The FLC architecture has been used to develop a wide variety of applications. The selected implementation platforms were the Virtex or the xc4000 Xilinx FPGA families. The original design was generated in an automatic way by using a FLC generator    that produces VHDL in RTL (Register Transfer Level). The Xilinx Foundation v4 was used to generate the configuration bit-stream. In this paper 3 implementations are described.
In the Bart Kosko parking a truck in a load zone FLC  , the main features are: a) 2 input variables (with 7 and 5 MF). b) 1 output variable (with 7 MF). c) 35 rules (with 2 antecedents and 1 consequent). d) 22 microinstructions at a maximum frequency.
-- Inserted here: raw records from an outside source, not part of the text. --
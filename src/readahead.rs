//! Background read-ahead.
//!
//! Warms the page cache for a file or a directory tree on a detached,
//! low-priority worker thread. The command completes as soon as the worker
//! is spawned; nothing waits for it and its result is only logged.

use crate::error::{BuiltinError, Result};
use nix::fcntl::{PosixFadviseAdvice, posix_fadvise};
use std::fs::File;
use std::io::{self, Read};
use std::os::unix::io::AsRawFd;
use std::path::{Path, PathBuf};
use std::thread;
use walkdir::WalkDir;

const WORKER_NICE: i32 = 19;

/// Spawn a detached worker that reads ahead `path`.
///
/// With `fully`, every file is read to the end instead of only being
/// advised to the kernel.
///
/// # Errors
///
/// Fails if `path` cannot be stat'ed or the worker cannot be spawned.
pub fn spawn(path: &Path, fully: bool) -> Result<()> {
    std::fs::metadata(path)
        .map_err(|e| BuiltinError::io(format!("Error opening {}", path.display()), e))?;

    let path: PathBuf = path.to_path_buf();
    thread::Builder::new()
        .name("readahead".to_string())
        .spawn(move || {
            lower_priority();
            let started = std::time::Instant::now();
            let files = readahead_tree(&path, fully);
            log::info!(
                "Readahead {} took {}ms for {} files",
                path.display(),
                started.elapsed().as_millis(),
                files
            );
        })
        .map_err(|e| BuiltinError::io("Failed to spawn readahead worker", e))?;
    Ok(())
}

/// Read ahead every regular file under `root` on the same filesystem,
/// without following symlinks. Returns the number of files handled.
pub fn readahead_tree(root: &Path, fully: bool) -> usize {
    let mut files = 0;
    for entry in WalkDir::new(root).follow_links(false).same_file_system(true) {
        let entry = match entry {
            Ok(entry) => entry,
            Err(e) => {
                log::debug!("Readahead walk error: {}", e);
                continue;
            }
        };
        if !entry.file_type().is_file() {
            continue;
        }
        match readahead_file(entry.path(), fully) {
            Ok(()) => files += 1,
            Err(e) => log::warn!("Readahead of {} failed: {}", entry.path().display(), e),
        }
    }
    files
}

fn readahead_file(path: &Path, fully: bool) -> io::Result<()> {
    let mut file = File::open(path)?;
    let len = file.metadata()?.len();

    posix_fadvise(
        file.as_raw_fd(),
        0,
        len as nix::libc::off_t,
        PosixFadviseAdvice::POSIX_FADV_WILLNEED,
    )?;

    if fully {
        let mut buf = vec![0u8; 64 * 1024];
        while file.read(&mut buf)? > 0 {}
    }
    Ok(())
}

/// nix has no wrapper for setpriority
fn lower_priority() {
    // SAFETY: who = 0 targets the calling thread
    let rc = unsafe { nix::libc::setpriority(nix::libc::PRIO_PROCESS, 0, WORKER_NICE) };
    if rc != 0 {
        log::debug!("Failed to lower readahead priority: {}", io::Error::last_os_error());
    }
}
The FLC runs: a) in the Virtex at 18 MHz, so it produces a throughput of 818 K FIPS (Fuzzy Inferences Per Second) and 28 M FRPS (Fuzzy Rules Per Second). b) In the xc4000 at 12 MHz, 545 K FIPS and 19 M FRPS.
In the inverted pendulum FLC , the main features are: a) 2 input variables (both with 7 MF). b) 1 output variable (with 7 MF). c) 49 rules. d) 16 microinstructions. The pendulum runs: a) in the Virtex at 21 MHz, 131 K FIPS and 64 MFRPS. b) In the xc4000 at 11 MHz, 687 K FIPS and 33 M FRPS.
In the Aptronix autofocus  FLC, the main features are: a) 3 input variables (with 3 MF). b) 3 output variables (with 3 MF). c) 20 rules. d) 14 microinstructions. The autofocus runs: a) in the Virtex at 23 MHz, 1642 K FIPS and 32 M FRPS. b) In the xc4000 at 14 MHz, 1 M FIPS and 20 M FRPS.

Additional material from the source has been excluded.